Yes, I see the striving and pushing to be better working for you - as long as you keep sight of in wanting to be better, you are already good.

The good thing about this site is now, and back then it was fellow members of this site who take time to notice there was a problem and chat about it.

In this site, which is about toughness, machismo and the strong odour of testosterone - it's scary to sometimes be vulnerable and honest. It's seen as a weakness sometimes - but it's good to know that you can be - and there's others to talk to about things

Thanks mate, I'm sticking around and following my own path not letting the pressures from others divert me from it.

Wrestle soon. :)

Translate

ImtiazAli (198)

2/26/2017 10:59 AM

(In reply to this)

Glad you made a conclusion, and a good one at that.

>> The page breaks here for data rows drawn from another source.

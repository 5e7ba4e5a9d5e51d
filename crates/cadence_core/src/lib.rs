//! Cadence Core
//!
//! Host boundary primitives for the Cadence animation engine:
//!
//! - **UI Event Queue**: marks one thread as the UI thread and marshals work onto it
//! - **Event Processors**: decide where UI and application events execute
//!
//! # Example
//!
//! ```rust
//! use cadence_core::{CoupledEventProcessor, EventProcessor, UiEventQueue};
//!
//! let queue = UiEventQueue::new();
//! let processor = CoupledEventProcessor::new(queue.clone());
//!
//! // Already on the UI thread, so this runs right away
//! processor.process_ui_event(Box::new(|| println!("hello from the UI thread")));
//! assert_eq!(queue.run_pending().unwrap(), 0);
//! ```

mod error;
mod processor;
mod ui_queue;

pub use error::{CoreError, Result};
pub use processor::{CoupledEventProcessor, DecoupledEventProcessor, EventProcessor};
pub use ui_queue::{panic_message, run_isolated, Task, UiEventQueue};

Be you, and be happy doing what you do. Everyone is on this site for different reasons and they tend to paint a potential opponent in that image. I get a lot from pro-wrestlers.... Damn pro-wrestlers.

Translate

sthlincs (7)

2/25/2017 9:54 AM

Good for you, writing about that so eloquently and I think there are mpre 'nice' guys thinking the same and it rings true.

Translate

Vanman (87 )

2/25/2017 10:29 AM

We all got / had that Black dog, let's use the site and each other to collectively cull the little bastard.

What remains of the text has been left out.